Write out exactly the lines below that run from the one containing "game_service::list_games(state).await" through the one containing "let status = response.status();", both included, with no other lines.

========================================

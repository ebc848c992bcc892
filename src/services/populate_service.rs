use std::{sync::Arc, time::Duration};

use futures::future::join_all;
use reqwest::{Client, StatusCode};
use thiserror::Error;
use tracing::{Instrument, info, info_span, warn};
use uuid::Uuid;
use validator::Validate;

use crate::{
    dao::{game_store::GameStore, models::GameFields, storage::StorageError},
    dto::{
        game::GameResponse,
        import::{DecodedSnapshot, decode_snapshot},
    },
    error::ServiceError,
    services::game_service,
    state::SharedState,
};

/// Failures importing a single snapshot. They are logged and never reach the client.
#[derive(Debug, Error)]
pub enum ImportError {
    /// The snapshot could not be requested at all.
    #[error("failed to fetch `{url}`")]
    Request {
        url: String,
        #[source]
        source: reqwest::Error,
    },
    /// The snapshot host answered with a non-success status.
    #[error("unexpected status {status} for `{url}`")]
    Status { url: String, status: StatusCode },
    /// The body is not a JSON array.
    #[error("failed to decode snapshot `{url}`")]
    Decode {
        url: String,
        #[source]
        source: reqwest::Error,
    },
    /// Writing the imported listings failed.
    #[error("failed to store listings from `{url}`")]
    Insert {
        url: String,
        #[source]
        source: StorageError,
    },
}

/// Rows written and records skipped while importing one snapshot.
#[derive(Debug, Clone, Copy, Default, PartialEq, Eq)]
pub struct ImportSummary {
    /// Rows written to the store.
    pub inserted: u64,
    /// Records that were malformed or failed validation.
    pub skipped: usize,
}

/// Build the client shared by every populate import.
pub fn build_http_client(timeout: Duration) -> reqwest::Result<Client> {
    Client::builder().timeout(timeout).build()
}

/// Import every configured snapshot, then return the resulting listing.
///
/// Sources are fetched concurrently and awaited before the listing is read, so the response
/// contains the imported rows. A failing source is logged and does not stop the others.
pub async fn populate(state: &SharedState) -> Result<Vec<GameResponse>, ServiceError> {
    let import_id = Uuid::new_v4();

    async {
        let store = state.game_store();
        let sources = state.config().populate_sources();
        let imports = sources
            .iter()
            .map(|url| import_source(state.http_client(), Arc::clone(&store), url));
        let outcomes = join_all(imports).await;

        let mut inserted = 0;
        let mut skipped = 0;
        let mut failed = 0;
        for (url, outcome) in sources.iter().zip(outcomes) {
            match outcome {
                Ok(summary) => {
                    info!(
                        %url,
                        inserted = summary.inserted,
                        skipped = summary.skipped,
                        "imported snapshot"
                    );
                    inserted += summary.inserted;
                    skipped += summary.skipped;
                }
                Err(err) => {
                    warn!(%url, error = ?err, "snapshot import failed");
                    failed += 1;
                }
            }
        }
        info!(inserted, skipped, failed, "populate finished");

        game_service::list_games(state).await
    }
    .instrument(info_span!("populate", %import_id))
    .await
}

async fn import_source(
    client: &Client,
    store: Arc<dyn GameStore>,
    url: &str,
) -> Result<ImportSummary, ImportError> {
    let snapshot = fetch_snapshot(client, url).await?;
    for err in &snapshot.rejected {
        warn!(%url, error = %err, "skipping malformed listing");
    }
    let mut skipped = snapshot.rejected.len();

    let mut batch = Vec::with_capacity(snapshot.games.len());
    for fields in snapshot.games.into_iter().map(GameFields::from) {
        match fields.validate() {
            Ok(()) => batch.push(fields),
            Err(err) => {
                warn!(%url, name = ?fields.name, error = %err, "skipping invalid listing");
                skipped += 1;
            }
        }
    }

    let inserted = store
        .create_games(batch)
        .await
        .map_err(|source| ImportError::Insert {
            url: url.to_owned(),
            source,
        })?;
    Ok(ImportSummary { inserted, skipped })
}

/// Download a snapshot and decode its listings one record at a time.
pub async fn fetch_snapshot(client: &Client, url: &str) -> Result<DecodedSnapshot, ImportError> {
    let response = client
        .get(url)
        .send()
        .await
        .map_err(|source| ImportError::Request {
            url: url.to_owned(),
            source,
        })?;

    let status = response.status();
    if !status.is_success() {
        return Err(ImportError::Status {
            url: url.to_owned(),
            status,
        });
    }

    let entries = response
        .json::<Vec<serde_json::Value>>()
        .await
        .map_err(|source| ImportError::Decode {
            url: url.to_owned(),
            source,
        })?;
    Ok(decode_snapshot(entries))
}

#[cfg(test)]
mod tests {
    use axum::{Json, Router, http::StatusCode, routing::get};
    use serde_json::json;
    use tokio::net::TcpListener;

    use super::*;
    use crate::{config::AppConfig, state::AppState};

    /// Serve fixture snapshots on an ephemeral local port and return the base URL.
    async fn serve_snapshots() -> String {
        let app = Router::new()
            .route(
                "/ios.top100.json",
                get(|| async {
                    Json(json!([[{
                        "publisher_id": null,
                        "name": "Foo",
                        "os": "ios",
                        "app_id": "a1",
                        "bundle_id": "b1",
                        "version": "2.0"
                    }]]))
                }),
            )
            .route(
                "/android.top100.json",
                get(|| async {
                    Json(json!([
                        [
                            {"publisher_id": 12, "name": "Bar", "os": "android", "app_id": "com.bar", "bundle_id": "com.bar", "version": "3.1"},
                            {"publisher_id": "p9", "name": "Baz", "os": "android", "app_id": "com.baz", "bundle_id": "com.baz", "version": "1.0"}
                        ]
                    ]))
                }),
            )
            .route(
                "/mixed.json",
                get(|| async {
                    Json(json!([
                        {"publisher_id": null, "name": "Foo", "os": "ios", "app_id": "a1", "version": "2.0"},
                        {"publisher_id": null, "name": "Numeric", "os": "ios", "app_id": 7, "version": 3},
                        {"publisher_id": null, "name": {"en": "Broken"}, "os": "ios"},
                        {"publisher_id": null, "name": "Long", "os": "ios", "bundle_id": "b".repeat(300)}
                    ]))
                }),
            )
            .route("/broken.json", get(|| async { StatusCode::BAD_GATEWAY }))
            .route("/garbage.json", get(|| async { "<html>not json</html>" }));

        let listener = TcpListener::bind("127.0.0.1:0").await.unwrap();
        let addr = listener.local_addr().unwrap();
        tokio::spawn(async move { axum::serve(listener, app).await.unwrap() });
        format!("http://{addr}")
    }

    async fn state_with_sources(paths: &[&str]) -> SharedState {
        let base = serve_snapshots().await;
        let sources = paths.iter().map(|path| format!("{base}{path}")).collect();
        AppState::in_memory(AppConfig::default().with_populate_sources(sources)).await
    }

    #[tokio::test]
    async fn populate_imports_both_sources_before_responding() {
        let state = state_with_sources(&["/ios.top100.json", "/android.top100.json"]).await;

        let games = populate(&state).await.unwrap();

        assert_eq!(games.len(), 3);
        let foo = games
            .iter()
            .find(|g| g.name.as_deref() == Some("Foo"))
            .unwrap();
        assert_eq!(foo.platform.as_deref(), Some("ios"));
        assert_eq!(foo.publisher_id, None);
        assert!(!foo.is_published);
        let bar = games
            .iter()
            .find(|g| g.name.as_deref() == Some("Bar"))
            .unwrap();
        assert_eq!(bar.publisher_id.as_deref(), Some("12"));
        assert!(bar.is_published);
    }

    #[tokio::test]
    async fn repeated_populate_duplicates_rows() {
        let state = state_with_sources(&["/ios.top100.json"]).await;

        populate(&state).await.unwrap();
        let games = populate(&state).await.unwrap();

        assert_eq!(games.len(), 2);
        assert_ne!(games[0].id, games[1].id);
    }

    #[tokio::test]
    async fn failing_source_does_not_block_the_other() {
        let state = state_with_sources(&["/broken.json", "/android.top100.json"]).await;

        let games = populate(&state).await.unwrap();

        assert_eq!(games.len(), 2);
        assert!(
            games
                .iter()
                .all(|g| g.platform.as_deref() == Some("android"))
        );
    }

    #[tokio::test]
    async fn malformed_listings_are_skipped_without_losing_the_snapshot() {
        let state = state_with_sources(&["/mixed.json"]).await;

        let games = populate(&state).await.unwrap();

        let names = games
            .iter()
            .map(|g| g.name.as_deref().unwrap())
            .collect::<Vec<_>>();
        assert_eq!(names, vec!["Foo", "Numeric"]);
        assert_eq!(games[1].app_version.as_deref(), Some("3"));
        assert_eq!(games[1].store_id.as_deref(), Some("7"));
    }

    #[tokio::test]
    async fn import_summary_counts_skipped_records() {
        let base = serve_snapshots().await;
        let state = AppState::in_memory(AppConfig::default()).await;
        let client = build_http_client(Duration::from_secs(5)).unwrap();

        let summary = import_source(&client, state.game_store(), &format!("{base}/mixed.json"))
            .await
            .unwrap();

        assert_eq!(
            summary,
            ImportSummary {
                inserted: 2,
                skipped: 2
            }
        );
    }

    #[tokio::test]
    async fn fetch_reports_status_and_decode_failures() {
        let base = serve_snapshots().await;
        let client = build_http_client(Duration::from_secs(5)).unwrap();

        let broken = fetch_snapshot(&client, &format!("{base}/broken.json")).await;
        let garbage = fetch_snapshot(&client, &format!("{base}/garbage.json")).await;
        let unreachable = fetch_snapshot(&client, "http://127.0.0.1:9/none.json").await;

        assert!(matches!(
            broken,
            Err(ImportError::Status { status, .. }) if status == StatusCode::BAD_GATEWAY
        ));
        assert!(matches!(garbage, Err(ImportError::Decode { .. })));
        assert!(matches!(unreachable, Err(ImportError::Request { .. })));
    }
}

========================================

Solution to this exercise:
        game_service::list_games(state).await
    }
    .instrument(info_span!("populate", %import_id))
    .await
}

async fn import_source(
    client: &Client,
    store: Arc<dyn GameStore>,
    url: &str,
) -> Result<ImportSummary, ImportError> {
    let snapshot = fetch_snapshot(client, url).await?;
    for err in &snapshot.rejected {
        warn!(%url, error = %err, "skipping malformed listing");
    }
    let mut skipped = snapshot.rejected.len();

    let mut batch = Vec::with_capacity(snapshot.games.len());
    for fields in snapshot.games.into_iter().map(GameFields::from) {
        match fields.validate() {
            Ok(()) => batch.push(fields),
            Err(err) => {
                warn!(%url, name = ?fields.name, error = %err, "skipping invalid listing");
                skipped += 1;
            }
        }
    }

    let inserted = store
        .create_games(batch)
        .await
        .map_err(|source| ImportError::Insert {
            url: url.to_owned(),
            source,
        })?;
    Ok(ImportSummary { inserted, skipped })
}

/// Download a snapshot and decode its listings one record at a time.
pub async fn fetch_snapshot(client: &Client, url: &str) -> Result<DecodedSnapshot, ImportError> {
    let response = client
        .get(url)
        .send()
        .await
        .map_err(|source| ImportError::Request {
            url: url.to_owned(),
            source,
        })?;

    let status = response.status();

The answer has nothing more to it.